▸ **Collected data entries**
-=-=-=-=-
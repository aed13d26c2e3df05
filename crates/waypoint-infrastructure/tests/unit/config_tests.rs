//! Configuration loading and validation tests

use std::io::Write;

use tempfile::NamedTempFile;
use waypoint_domain::value_objects::IntegrationMode;
use waypoint_infrastructure::config::loader::validate_app_config;
use waypoint_infrastructure::config::{AppConfig, ConfigLoader};
use waypoint_infrastructure::logging::parse_log_level;

/// Loader isolated from any `WAYPOINT_*` variables in the test environment
fn isolated_loader(path: &std::path::Path) -> ConfigLoader {
    ConfigLoader::new()
        .with_config_path(path)
        .with_env_prefix("WAYPOINT_UNIT_TEST_UNSET")
}

fn write_config(contents: &str) -> NamedTempFile {
    let mut file = tempfile::Builder::new().suffix(".toml").tempfile().unwrap();
    file.write_all(contents.as_bytes()).unwrap();
    file
}

#[test]
fn test_defaults_are_valid() {
    let config = AppConfig::default();
    assert!(validate_app_config(&config).is_ok());
    assert_eq!(config.cache.namespace, "waypoint");
    assert_eq!(config.lock.ttl_secs, 30);
    assert_eq!(config.lock.retry_delay_ms, 100);
    assert_eq!(config.lock.retry_count, 10);
    assert_eq!(config.integrations.default_mode, IntegrationMode::Direct);
}

#[test]
fn test_load_from_toml_file() {
    let file = write_config(
        r#"
[cache]
redis_url = "redis://cache.internal:6380"
namespace = "trips"
operation_timeout_ms = 750

[lock]
ttl_secs = 5

[integrations]
default_mode = "mcp"

[integrations.services]
cache = "direct"
"#,
    );

    let config = isolated_loader(file.path()).load().unwrap();
    assert_eq!(config.cache.redis_url, "redis://cache.internal:6380");
    assert_eq!(config.cache.namespace, "trips");
    assert_eq!(config.cache.operation_timeout_ms, 750);
    // untouched fields keep their defaults
    assert_eq!(config.cache.connect_timeout_ms, 5000);
    assert_eq!(config.lock.ttl_secs, 5);
    assert_eq!(config.integrations.default_mode, IntegrationMode::Mcp);
    assert_eq!(
        config.integrations.mode_for("cache"),
        IntegrationMode::Direct
    );
    assert_eq!(config.integrations.mode_for("flights"), IntegrationMode::Mcp);
}

#[test]
fn test_missing_file_falls_back_to_defaults() {
    let dir = tempfile::tempdir().unwrap();
    let config = isolated_loader(&dir.path().join("absent.toml"))
        .load()
        .unwrap();
    assert_eq!(config.cache.namespace, "waypoint");
}

#[test]
fn test_invalid_values_are_rejected() {
    let file = write_config("[lock]\nttl_secs = 0\n");
    let err = isolated_loader(file.path()).load().unwrap_err();
    assert!(err.to_string().contains("Lock TTL cannot be 0"));

    let file = write_config("[cache]\nredis_url = \"http://not-redis\"\n");
    assert!(isolated_loader(file.path()).load().is_err());

    let file = write_config("[cache]\nnamespace = \"  \"\n");
    assert!(isolated_loader(file.path()).load().is_err());

    let file = write_config("[logging]\nlevel = \"loud\"\n");
    assert!(isolated_loader(file.path()).load().is_err());
}

#[test]
fn test_invalid_mode_in_file_fails_to_load() {
    let file = write_config("[integrations]\ndefault_mode = \"grpc\"\n");
    assert!(isolated_loader(file.path()).load().is_err());
}

#[test]
fn test_save_and_reload_round_trip() {
    let dir = tempfile::tempdir().unwrap();
    let path = dir.path().join("waypoint.toml");

    let mut config = AppConfig::default();
    config.cache.namespace = "saved".to_string();
    config
        .integrations
        .services
        .insert("cache".to_string(), IntegrationMode::Mcp);

    let loader = isolated_loader(&path);
    loader.save_to_file(&config, &path).unwrap();
    let reloaded = loader.load().unwrap();

    assert_eq!(reloaded.cache.namespace, "saved");
    assert_eq!(reloaded.integrations.mode_for("cache"), IntegrationMode::Mcp);
}

#[test]
fn test_parse_log_level() {
    assert!(parse_log_level("INFO").is_ok());
    assert!(parse_log_level("warning").is_ok());
    assert!(parse_log_level("verbose").is_err());
}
-=-=-=-=-
▸ **ASSIGNED TASK**
Your answer should repeat every entry exactly.

▸ **EXERCISE SOLUTION**
repository aed13d26c2e3df05
filename crates/waypoint-infrastructure/tests/unit/config_tests.rs
//! Configuration loading and validation tests

use std::io::Write;

use tempfile::NamedTempFile;
use waypoint_domain::value_objects::IntegrationMode;
use waypoint_infrastructure::config::loader::validate_app_config;
use waypoint_infrastructure::config::{AppConfig, ConfigLoader};
use waypoint_infrastructure::logging::parse_log_level;

/// Loader isolated from any `WAYPOINT_*` variables in the test environment
fn isolated_loader(path: &std::path::Path) -> ConfigLoader {
    ConfigLoader::new()
        .with_config_path(path)
        .with_env_prefix("WAYPOINT_UNIT_TEST_UNSET")
}

fn write_config(contents: &str) -> NamedTempFile {
    let mut file = tempfile::Builder::new().suffix(".toml").tempfile().unwrap();
    file.write_all(contents.as_bytes()).unwrap();
    file
}

#[test]
fn test_defaults_are_valid() {
    let config = AppConfig::default();
    assert!(validate_app_config(&config).is_ok());
    assert_eq!(config.cache.namespace, "waypoint");
    assert_eq!(config.lock.ttl_secs, 30);
    assert_eq!(config.lock.retry_delay_ms, 100);
    assert_eq!(config.lock.retry_count, 10);
    assert_eq!(config.integrations.default_mode, IntegrationMode::Direct);
}

#[test]
fn test_load_from_toml_file() {
    let file = write_config(
        r#"
[cache]
redis_url = "redis://cache.internal:6380"
namespace = "trips"
operation_timeout_ms = 750

[lock]
ttl_secs = 5

[integrations]
default_mode = "mcp"

[integrations.services]
cache = "direct"
"#,
    );

    let config = isolated_loader(file.path()).load().unwrap();
    assert_eq!(config.cache.redis_url, "redis://cache.internal:6380");
    assert_eq!(config.cache.namespace, "trips");
    assert_eq!(config.cache.operation_timeout_ms, 750);
    // untouched fields keep their defaults
    assert_eq!(config.cache.connect_timeout_ms, 5000);
    assert_eq!(config.lock.ttl_secs, 5);
    assert_eq!(config.integrations.default_mode, IntegrationMode::Mcp);
    assert_eq!(
        config.integrations.mode_for("cache"),
        IntegrationMode::Direct
    );
    assert_eq!(config.integrations.mode_for("flights"), IntegrationMode::Mcp);
}

#[test]
fn test_missing_file_falls_back_to_defaults() {
    let dir = tempfile::tempdir().unwrap();
    let config = isolated_loader(&dir.path().join("absent.toml"))
        .load()
        .unwrap();
    assert_eq!(config.cache.namespace, "waypoint");
}

#[test]
fn test_invalid_values_are_rejected() {
    let file = write_config("[lock]\nttl_secs = 0\n");
    let err = isolated_loader(file.path()).load().unwrap_err();
    assert!(err.to_string().contains("Lock TTL cannot be 0"));

    let file = write_config("[cache]\nredis_url = \"http://not-redis\"\n");
    assert!(isolated_loader(file.path()).load().is_err());

    let file = write_config("[cache]\nnamespace = \"  \"\n");
    assert!(isolated_loader(file.path()).load().is_err());

    let file = write_config("[logging]\nlevel = \"loud\"\n");
    assert!(isolated_loader(file.path()).load().is_err());
}

#[test]
fn test_invalid_mode_in_file_fails_to_load() {
    let file = write_config("[integrations]\ndefault_mode = \"grpc\"\n");
    assert!(isolated_loader(file.path()).load().is_err());
}

#[test]
fn test_save_and_reload_round_trip() {
    let dir = tempfile::tempdir().unwrap();
    let path = dir.path().join("waypoint.toml");

    let mut config = AppConfig::default();
    config.cache.namespace = "saved".to_string();
    config
        .integrations
        .services
        .insert("cache".to_string(), IntegrationMode::Mcp);

    let loader = isolated_loader(&path);
    loader.save_to_file(&config, &path).unwrap();
    let reloaded = loader.load().unwrap();

    assert_eq!(reloaded.cache.namespace, "saved");
    assert_eq!(reloaded.integrations.mode_for("cache"), IntegrationMode::Mcp);
}

#[test]
fn test_parse_log_level() {
    assert!(parse_log_level("INFO").is_ok());
    assert!(parse_log_level("warning").is_ok());
    assert!(parse_log_level("verbose").is_err());
}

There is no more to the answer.